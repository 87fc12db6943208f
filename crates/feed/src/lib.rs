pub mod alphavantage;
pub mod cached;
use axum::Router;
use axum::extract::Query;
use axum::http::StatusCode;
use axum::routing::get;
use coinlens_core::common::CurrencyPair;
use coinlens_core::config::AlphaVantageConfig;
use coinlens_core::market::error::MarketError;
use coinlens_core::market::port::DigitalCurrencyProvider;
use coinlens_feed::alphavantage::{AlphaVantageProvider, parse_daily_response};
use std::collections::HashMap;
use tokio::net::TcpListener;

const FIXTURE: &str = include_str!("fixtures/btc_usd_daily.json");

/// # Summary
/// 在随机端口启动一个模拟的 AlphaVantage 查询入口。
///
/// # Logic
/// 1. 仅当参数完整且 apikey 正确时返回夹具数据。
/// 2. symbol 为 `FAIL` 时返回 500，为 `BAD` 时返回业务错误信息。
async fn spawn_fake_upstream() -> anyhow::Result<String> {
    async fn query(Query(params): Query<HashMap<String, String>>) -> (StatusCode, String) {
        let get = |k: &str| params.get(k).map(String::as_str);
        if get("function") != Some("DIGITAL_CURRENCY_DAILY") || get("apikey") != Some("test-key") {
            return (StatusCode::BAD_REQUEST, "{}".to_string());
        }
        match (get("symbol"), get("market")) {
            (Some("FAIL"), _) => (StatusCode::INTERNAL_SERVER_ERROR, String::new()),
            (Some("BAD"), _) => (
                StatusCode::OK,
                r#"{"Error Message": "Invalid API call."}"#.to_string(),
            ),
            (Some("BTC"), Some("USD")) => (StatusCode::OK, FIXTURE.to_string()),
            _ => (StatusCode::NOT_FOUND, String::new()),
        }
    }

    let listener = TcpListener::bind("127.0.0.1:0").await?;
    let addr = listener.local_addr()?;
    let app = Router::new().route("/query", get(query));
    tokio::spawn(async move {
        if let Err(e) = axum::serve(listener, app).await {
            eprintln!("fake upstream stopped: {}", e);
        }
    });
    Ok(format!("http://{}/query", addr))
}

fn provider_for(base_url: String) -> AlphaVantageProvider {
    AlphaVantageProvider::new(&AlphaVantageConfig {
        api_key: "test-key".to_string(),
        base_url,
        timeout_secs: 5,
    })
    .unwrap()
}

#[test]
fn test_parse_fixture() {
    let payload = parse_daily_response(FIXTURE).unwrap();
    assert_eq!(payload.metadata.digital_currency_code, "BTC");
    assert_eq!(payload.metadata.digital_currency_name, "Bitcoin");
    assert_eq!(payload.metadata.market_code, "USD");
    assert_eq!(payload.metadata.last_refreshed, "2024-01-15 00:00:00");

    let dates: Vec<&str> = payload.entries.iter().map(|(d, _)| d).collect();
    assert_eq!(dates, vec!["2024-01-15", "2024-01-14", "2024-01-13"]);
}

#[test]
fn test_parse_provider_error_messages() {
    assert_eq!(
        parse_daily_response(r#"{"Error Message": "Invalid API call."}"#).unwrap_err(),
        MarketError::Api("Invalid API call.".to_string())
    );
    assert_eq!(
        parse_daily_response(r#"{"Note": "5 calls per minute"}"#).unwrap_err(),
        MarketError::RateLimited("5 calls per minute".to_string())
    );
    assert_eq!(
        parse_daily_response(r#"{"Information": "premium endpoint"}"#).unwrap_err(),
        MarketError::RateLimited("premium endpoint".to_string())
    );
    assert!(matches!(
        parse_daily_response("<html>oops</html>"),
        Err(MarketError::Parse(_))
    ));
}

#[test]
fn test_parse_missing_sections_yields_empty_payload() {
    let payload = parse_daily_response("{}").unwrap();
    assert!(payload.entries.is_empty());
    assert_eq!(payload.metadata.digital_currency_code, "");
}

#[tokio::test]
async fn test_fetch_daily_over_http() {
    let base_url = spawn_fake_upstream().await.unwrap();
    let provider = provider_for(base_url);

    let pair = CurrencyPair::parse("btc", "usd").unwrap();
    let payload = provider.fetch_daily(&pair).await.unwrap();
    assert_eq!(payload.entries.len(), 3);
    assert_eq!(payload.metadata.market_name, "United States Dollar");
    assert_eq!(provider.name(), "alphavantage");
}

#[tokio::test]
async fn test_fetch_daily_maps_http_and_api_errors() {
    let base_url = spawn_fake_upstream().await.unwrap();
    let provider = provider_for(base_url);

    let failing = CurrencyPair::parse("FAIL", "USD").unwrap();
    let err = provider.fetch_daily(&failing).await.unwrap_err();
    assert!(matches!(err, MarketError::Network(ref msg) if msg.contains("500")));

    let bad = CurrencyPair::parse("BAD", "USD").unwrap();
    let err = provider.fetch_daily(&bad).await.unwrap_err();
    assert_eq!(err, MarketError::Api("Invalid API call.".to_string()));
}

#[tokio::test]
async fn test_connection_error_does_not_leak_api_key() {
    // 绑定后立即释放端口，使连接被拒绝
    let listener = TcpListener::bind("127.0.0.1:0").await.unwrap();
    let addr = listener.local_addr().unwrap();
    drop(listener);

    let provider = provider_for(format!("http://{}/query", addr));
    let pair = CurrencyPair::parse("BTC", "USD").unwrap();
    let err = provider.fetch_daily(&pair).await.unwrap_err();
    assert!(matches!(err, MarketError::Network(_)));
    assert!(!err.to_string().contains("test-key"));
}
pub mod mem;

##########

### GOAL OF THE EXERCISE
The material must be transcribed exactly, down to the last line.

### EXERCISE ANSWER
repository 87fc12db6943208f
filename crates/feed/src/lib.rs
pub mod alphavantage;
pub mod cached;
use axum::Router;
use axum::extract::Query;
use axum::http::StatusCode;
use axum::routing::get;
use coinlens_core::common::CurrencyPair;
use coinlens_core::config::AlphaVantageConfig;
use coinlens_core::market::error::MarketError;
use coinlens_core::market::port::DigitalCurrencyProvider;
use coinlens_feed::alphavantage::{AlphaVantageProvider, parse_daily_response};
use std::collections::HashMap;
use tokio::net::TcpListener;

const FIXTURE: &str = include_str!("fixtures/btc_usd_daily.json");

/// # Summary
/// 在随机端口启动一个模拟的 AlphaVantage 查询入口。
///
/// # Logic
/// 1. 仅当参数完整且 apikey 正确时返回夹具数据。
/// 2. symbol 为 `FAIL` 时返回 500，为 `BAD` 时返回业务错误信息。
async fn spawn_fake_upstream() -> anyhow::Result<String> {
    async fn query(Query(params): Query<HashMap<String, String>>) -> (StatusCode, String) {
        let get = |k: &str| params.get(k).map(String::as_str);
        if get("function") != Some("DIGITAL_CURRENCY_DAILY") || get("apikey") != Some("test-key") {
            return (StatusCode::BAD_REQUEST, "{}".to_string());
        }
        match (get("symbol"), get("market")) {
            (Some("FAIL"), _) => (StatusCode::INTERNAL_SERVER_ERROR, String::new()),
            (Some("BAD"), _) => (
                StatusCode::OK,
                r#"{"Error Message": "Invalid API call."}"#.to_string(),
            ),
            (Some("BTC"), Some("USD")) => (StatusCode::OK, FIXTURE.to_string()),
            _ => (StatusCode::NOT_FOUND, String::new()),
        }
    }

    let listener = TcpListener::bind("127.0.0.1:0").await?;
    let addr = listener.local_addr()?;
    let app = Router::new().route("/query", get(query));
    tokio::spawn(async move {
        if let Err(e) = axum::serve(listener, app).await {
            eprintln!("fake upstream stopped: {}", e);
        }
    });
    Ok(format!("http://{}/query", addr))
}

fn provider_for(base_url: String) -> AlphaVantageProvider {
    AlphaVantageProvider::new(&AlphaVantageConfig {
        api_key: "test-key".to_string(),
        base_url,
        timeout_secs: 5,
    })
    .unwrap()
}

#[test]
fn test_parse_fixture() {
    let payload = parse_daily_response(FIXTURE).unwrap();
    assert_eq!(payload.metadata.digital_currency_code, "BTC");
    assert_eq!(payload.metadata.digital_currency_name, "Bitcoin");
    assert_eq!(payload.metadata.market_code, "USD");
    assert_eq!(payload.metadata.last_refreshed, "2024-01-15 00:00:00");

    let dates: Vec<&str> = payload.entries.iter().map(|(d, _)| d).collect();
    assert_eq!(dates, vec!["2024-01-15", "2024-01-14", "2024-01-13"]);
}

#[test]
fn test_parse_provider_error_messages() {
    assert_eq!(
        parse_daily_response(r#"{"Error Message": "Invalid API call."}"#).unwrap_err(),
        MarketError::Api("Invalid API call.".to_string())
    );
    assert_eq!(
        parse_daily_response(r#"{"Note": "5 calls per minute"}"#).unwrap_err(),
        MarketError::RateLimited("5 calls per minute".to_string())
    );
    assert_eq!(
        parse_daily_response(r#"{"Information": "premium endpoint"}"#).unwrap_err(),
        MarketError::RateLimited("premium endpoint".to_string())
    );
    assert!(matches!(
        parse_daily_response("<html>oops</html>"),
        Err(MarketError::Parse(_))
    ));
}

#[test]
fn test_parse_missing_sections_yields_empty_payload() {
    let payload = parse_daily_response("{}").unwrap();
    assert!(payload.entries.is_empty());
    assert_eq!(payload.metadata.digital_currency_code, "");
}

#[tokio::test]
async fn test_fetch_daily_over_http() {
    let base_url = spawn_fake_upstream().await.unwrap();
    let provider = provider_for(base_url);

    let pair = CurrencyPair::parse("btc", "usd").unwrap();
    let payload = provider.fetch_daily(&pair).await.unwrap();
    assert_eq!(payload.entries.len(), 3);
    assert_eq!(payload.metadata.market_name, "United States Dollar");
    assert_eq!(provider.name(), "alphavantage");
}

#[tokio::test]
async fn test_fetch_daily_maps_http_and_api_errors() {
    let base_url = spawn_fake_upstream().await.unwrap();
    let provider = provider_for(base_url);

    let failing = CurrencyPair::parse("FAIL", "USD").unwrap();
    let err = provider.fetch_daily(&failing).await.unwrap_err();
    assert!(matches!(err, MarketError::Network(ref msg) if msg.contains("500")));

    let bad = CurrencyPair::parse("BAD", "USD").unwrap();
    let err = provider.fetch_daily(&bad).await.unwrap_err();
    assert_eq!(err, MarketError::Api("Invalid API call.".to_string()));
}

#[tokio::test]
async fn test_connection_error_does_not_leak_api_key() {
    // 绑定后立即释放端口，使连接被拒绝
    let listener = TcpListener::bind("127.0.0.1:0").await.unwrap();
    let addr = listener.local_addr().unwrap();
    drop(listener);

    let provider = provider_for(format!("http://{}/query", addr));
    let pair = CurrencyPair::parse("BTC", "USD").unwrap();
    let err = provider.fetch_daily(&pair).await.unwrap_err();
    assert!(matches!(err, MarketError::Network(_)));
    assert!(!err.to_string().contains("test-key"));
}
pub mod mem;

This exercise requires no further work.